■ EXERCISE BRIEF
One line at a time, check the entries below for the word "serde", and copy each line that has it.

Collected data
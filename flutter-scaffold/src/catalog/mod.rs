//! Declarative description of a project layout
//!
//! A [`TemplateCatalog`] is pure data: an ordered list of directories and an
//! ordered list of file templates, all relative to the project root. It
//! performs no I/O. The [`crate::materializer`] applies it to disk.
//!
//! # Example
//!
//! ```rust
//! use flutter_scaffold::catalog::TemplateCatalog;
//!
//! # fn main() -> flutter_scaffold::Result<()> {
//! let catalog = TemplateCatalog::builder()
//!     .directory("lib")
//!     .file("lib/main.dart", "// {{projectName}}")
//!     .build()?;
//!
//! assert_eq!(catalog.directories().len(), 1);
//! assert_eq!(catalog.files().len(), 1);
//! # Ok(())
//! # }
//! ```

use std::collections::HashSet;
use std::path::{Component, Path, PathBuf};

use serde::Serialize;

use crate::context::ProjectContext;
use crate::error::{Result, ScaffoldError};

mod flutter;
mod render;

pub use flutter::{ASSET_DIRS, CORE_DIRS, FEATURE_SUBDIRS, MODULE_CLASS_NAME, MODULE_NAME};
pub use render::{render, Placeholders};

/// A directory to create, relative to the project root
#[derive(Debug, Clone, PartialEq, Eq, Serialize)]
pub struct DirectorySpec {
    path: PathBuf,
}

impl DirectorySpec {
    /// Relative path of the directory
    #[must_use]
    pub fn path(&self) -> &Path {
        &self.path
    }
}

/// A file to create from a template, relative to the project root
#[derive(Debug, Clone, PartialEq, Eq, Serialize)]
pub struct FileSpec {
    path: PathBuf,
    #[serde(skip)]
    template: String,
    #[serde(skip_serializing_if = "Placeholders::is_empty")]
    bindings: Placeholders,
}

impl FileSpec {
    /// Relative path of the file
    #[must_use]
    pub fn path(&self) -> &Path {
        &self.path
    }

    /// Unrendered template body
    #[must_use]
    pub fn template(&self) -> &str {
        &self.template
    }

    /// File-local bindings, applied on top of the context's bindings
    #[must_use]
    pub const fn bindings(&self) -> &Placeholders {
        &self.bindings
    }

    /// Render this file's content for `context`
    #[must_use]
    pub fn render(&self, context: &ProjectContext) -> String {
        render(&self.template, &context.placeholders().overlay(&self.bindings))
    }
}

/// Ordered set of directories and file templates
///
/// All directories are materialized before any file, so a file whose parent
/// is listed as a directory always finds it in place.
#[derive(Debug, Clone, Default, Serialize)]
pub struct TemplateCatalog {
    directories: Vec<DirectorySpec>,
    files: Vec<FileSpec>,
}

impl TemplateCatalog {
    /// Start building a catalog
    #[must_use]
    pub fn builder() -> CatalogBuilder {
        CatalogBuilder::default()
    }

    /// Directories, in creation order
    #[must_use]
    pub fn directories(&self) -> &[DirectorySpec] {
        &self.directories
    }

    /// Files, in creation order
    #[must_use]
    pub fn files(&self) -> &[FileSpec] {
        &self.files
    }

    /// Total number of entries
    #[must_use]
    pub fn len(&self) -> usize {
        self.directories.len() + self.files.len()
    }

    /// Whether the catalog has no entries
    #[must_use]
    pub fn is_empty(&self) -> bool {
        self.directories.is_empty() && self.files.is_empty()
    }
}

/// Builder for [`TemplateCatalog`]
///
/// Paths are validated in [`CatalogBuilder::build`].
#[derive(Debug, Default)]
pub struct CatalogBuilder {
    directories: Vec<PathBuf>,
    files: Vec<(PathBuf, String, Placeholders)>,
}

impl CatalogBuilder {
    /// Add a directory
    #[must_use]
    pub fn directory(mut self, path: impl Into<PathBuf>) -> Self {
        self.directories.push(path.into());
        self
    }

    /// Add several directories under a common parent
    #[must_use]
    pub fn directories<I, S>(mut self, parent: impl AsRef<Path>, children: I) -> Self
    where
        I: IntoIterator<Item = S>,
        S: AsRef<Path>,
    {
        let parent = parent.as_ref();
        self.directories
            .extend(children.into_iter().map(|child| parent.join(child)));
        self
    }

    /// Add a file rendered with the context bindings only
    #[must_use]
    pub fn file(self, path: impl Into<PathBuf>, template: impl Into<String>) -> Self {
        self.file_with(path, template, Placeholders::new())
    }

    /// Add a file with extra file-local bindings
    #[must_use]
    pub fn file_with(
        mut self,
        path: impl Into<PathBuf>,
        template: impl Into<String>,
        bindings: Placeholders,
    ) -> Self {
        self.files.push((path.into(), template.into(), bindings));
        self
    }

    /// Validate every path and produce the catalog
    ///
    /// # Errors
    ///
    /// Returns [`ScaffoldError::InvalidCatalogPath`] if a path is empty,
    /// absolute, contains `..`, or is listed twice.
    pub fn build(self) -> Result<TemplateCatalog> {
        let mut seen = HashSet::new();

        let directories = self
            .directories
            .into_iter()
            .map(|path| -> Result<DirectorySpec> {
                validate_relative(&path)?;
                claim(&mut seen, &path)?;
                Ok(DirectorySpec { path })
            })
            .collect::<Result<Vec<_>>>()?;

        let files = self
            .files
            .into_iter()
            .map(|(path, template, bindings)| -> Result<FileSpec> {
                validate_relative(&path)?;
                claim(&mut seen, &path)?;
                Ok(FileSpec {
                    path,
                    template,
                    bindings,
                })
            })
            .collect::<Result<Vec<_>>>()?;

        Ok(TemplateCatalog { directories, files })
    }
}

fn claim(seen: &mut HashSet<PathBuf>, path: &Path) -> Result<()> {
    if seen.insert(path.to_path_buf()) {
        Ok(())
    } else {
        Err(ScaffoldError::InvalidCatalogPath {
            path: path.to_path_buf(),
            reason: "listed more than once",
        })
    }
}

/// Reject paths that would escape or ignore the project root
fn validate_relative(path: &Path) -> Result<()> {
    let invalid = |reason| ScaffoldError::InvalidCatalogPath {
        path: path.to_path_buf(),
        reason,
    };

    if path.as_os_str().is_empty() {
        return Err(invalid("path is empty"));
    }

    for component in path.components() {
        match component {
            Component::Normal(_) | Component::CurDir => {}
            Component::ParentDir => return Err(invalid("path traverses above the root")),
            Component::RootDir | Component::Prefix(_) => {
                return Err(invalid("path must be relative"))
            }
        }
    }

    Ok(())
}

#[cfg(test)]
mod tests {
    use super::*;
    use tempfile::tempdir;

    #[test]
    fn test_builder_keeps_order() {
        let catalog = TemplateCatalog::builder()
            .directory("lib")
            .directories("lib/core", ["di", "routing"])
            .file("lib/a.dart", "a")
            .file("lib/b.dart", "b")
            .build()
            .unwrap();

        let dirs: Vec<_> = catalog.directories().iter().map(DirectorySpec::path).collect();
        assert_eq!(
            dirs,
            vec![
                Path::new("lib"),
                Path::new("lib/core/di"),
                Path::new("lib/core/routing")
            ]
        );
        assert_eq!(catalog.files()[0].path(), Path::new("lib/a.dart"));
        assert_eq!(catalog.files()[1].path(), Path::new("lib/b.dart"));
        assert_eq!(catalog.len(), 5);
    }

    #[test]
    fn test_rejects_absolute_path() {
        let result = TemplateCatalog::builder().directory("/etc").build();
        assert!(matches!(
            result,
            Err(ScaffoldError::InvalidCatalogPath { .. })
        ));
    }

    #[test]
    fn test_rejects_parent_traversal() {
        let result = TemplateCatalog::builder()
            .file("lib/../../escape.dart", "x")
            .build();
        assert!(matches!(
            result,
            Err(ScaffoldError::InvalidCatalogPath { .. })
        ));
    }

    #[test]
    fn test_rejects_empty_and_duplicate() {
        assert!(TemplateCatalog::builder().directory("").build().is_err());
        assert!(TemplateCatalog::builder()
            .directory("lib")
            .directory("lib")
            .build()
            .is_err());
    }

    #[test]
    fn test_file_render_overlays_bindings() {
        let temp_dir = tempdir().unwrap();
        let root = temp_dir.path().join("quick_wash");
        std::fs::create_dir(&root).unwrap();
        let context = ProjectContext::derive(Some(&root)).unwrap();

        let catalog = TemplateCatalog::builder()
            .file_with(
                "lib/x.dart",
                "{{projectName}}:{{ModuleName}}:{{missing}}",
                [("ModuleName", "Auth")].into_iter().collect(),
            )
            .build()
            .unwrap();

        assert_eq!(
            catalog.files()[0].render(&context),
            "quick_wash:Auth:{{missing}}"
        );
    }
}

■ TASK ANSWER
use serde::Serialize;
    #[serde(skip)]
    #[serde(skip_serializing_if = "Placeholders::is_empty")]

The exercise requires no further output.